What needs to be done: In the lines below, look for "double". Copy each line where it appears.

(Records from a data source)
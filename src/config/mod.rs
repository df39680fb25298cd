//! Application configuration module
//!
//! This module provides type-safe configuration loading from environment variables
//! using the `config` and `dotenvy` crates. Configuration is loaded with the
//! `PAGSEGURO_GATEWAY` prefix and nested values use double underscores as separators.
//!
//! # Example
//!
//! ```no_run
//! use pagseguro_gateway::config::AppConfig;
//!
//! let config = AppConfig::load().expect("Failed to load configuration");
//! config.validate().expect("Invalid configuration");
//!
//! println!("Server running on {}", config.server.socket_addr().unwrap());
//! ```

mod error;
mod pagseguro;
mod server;

pub use error::{ConfigError, ValidationError};
pub use pagseguro::ProviderConfig;
pub use server::{Environment, ServerConfig};

use serde::Deserialize;

use crate::domain::checkout::GatewaySettings;

/// Root application configuration
///
/// Load using [`AppConfig::load()`] which reads from environment variables.
#[derive(Debug, Clone, Deserialize)]
pub struct AppConfig {
    /// Server configuration (host, port, environment, logging)
    #[serde(default)]
    pub server: ServerConfig,

    /// Merchant settings of the PagSeguro gateway
    #[serde(default)]
    pub gateway: GatewaySettings,

    /// PagSeguro API client configuration
    #[serde(default)]
    pub pagseguro: ProviderConfig,
}

impl AppConfig {
    /// Load configuration from environment variables
    ///
    /// This function:
    /// 1. Loads `.env` file if present (for development)
    /// 2. Reads environment variables with `PAGSEGURO_GATEWAY` prefix
    /// 3. Uses `__` (double underscore) to separate nested values
    /// 4. Deserializes into typed configuration structs
    ///
    /// # Environment Variable Format
    ///
    /// - `PAGSEGURO_GATEWAY__SERVER__PORT=8080` -> `server.port = 8080`
    /// - `PAGSEGURO_GATEWAY__GATEWAY__EMAIL=...` -> `gateway.email = ...`
    /// - `PAGSEGURO_GATEWAY__PAGSEGURO__ENVIRONMENT=production`
    ///
    /// # Errors
    ///
    /// Returns `ConfigError` if values cannot be parsed into expected types.
    pub fn load() -> Result<Self, ConfigError> {
        // Load .env file if present (development)
        dotenvy::dotenv().ok();

        let config = config::Config::builder()
            .add_source(
                config::Environment::default()
                    .prefix("PAGSEGURO_GATEWAY")
                    .separator("__"),
            )
            .build()?
            .try_deserialize()?;

        Ok(config)
    }

    /// Validate all configuration values
    ///
    /// Besides per-section checks, the server request timeout must exceed the
    /// PagSeguro timeout, and a production deployment must talk to the
    /// PagSeguro production environment.
    ///
    /// # Errors
    ///
    /// Returns `ValidationError` if any configuration value is invalid.
    pub fn validate(&self) -> Result<(), ValidationError> {
        self.server.validate()?;
        self.gateway.validate()?;
        self.pagseguro.validate()?;
        if self.server.request_timeout_secs <= self.pagseguro.timeout_secs {
            return Err(ValidationError::RequestTimeoutNotAboveProvider {
                server: self.server.request_timeout_secs,
                provider: self.pagseguro.timeout_secs,
            });
        }
        if self.is_production() && !self.pagseguro.is_production() {
            return Err(ValidationError::ProductionRequiresLiveProvider);
        }
        Ok(())
    }

    /// Check if running in production environment
    pub fn is_production(&self) -> bool {
        self.server.is_production()
    }
}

Solved exercise:
//! `PAGSEGURO_GATEWAY` prefix and nested values use double underscores as separators.
    /// 3. Uses `__` (double underscore) to separate nested values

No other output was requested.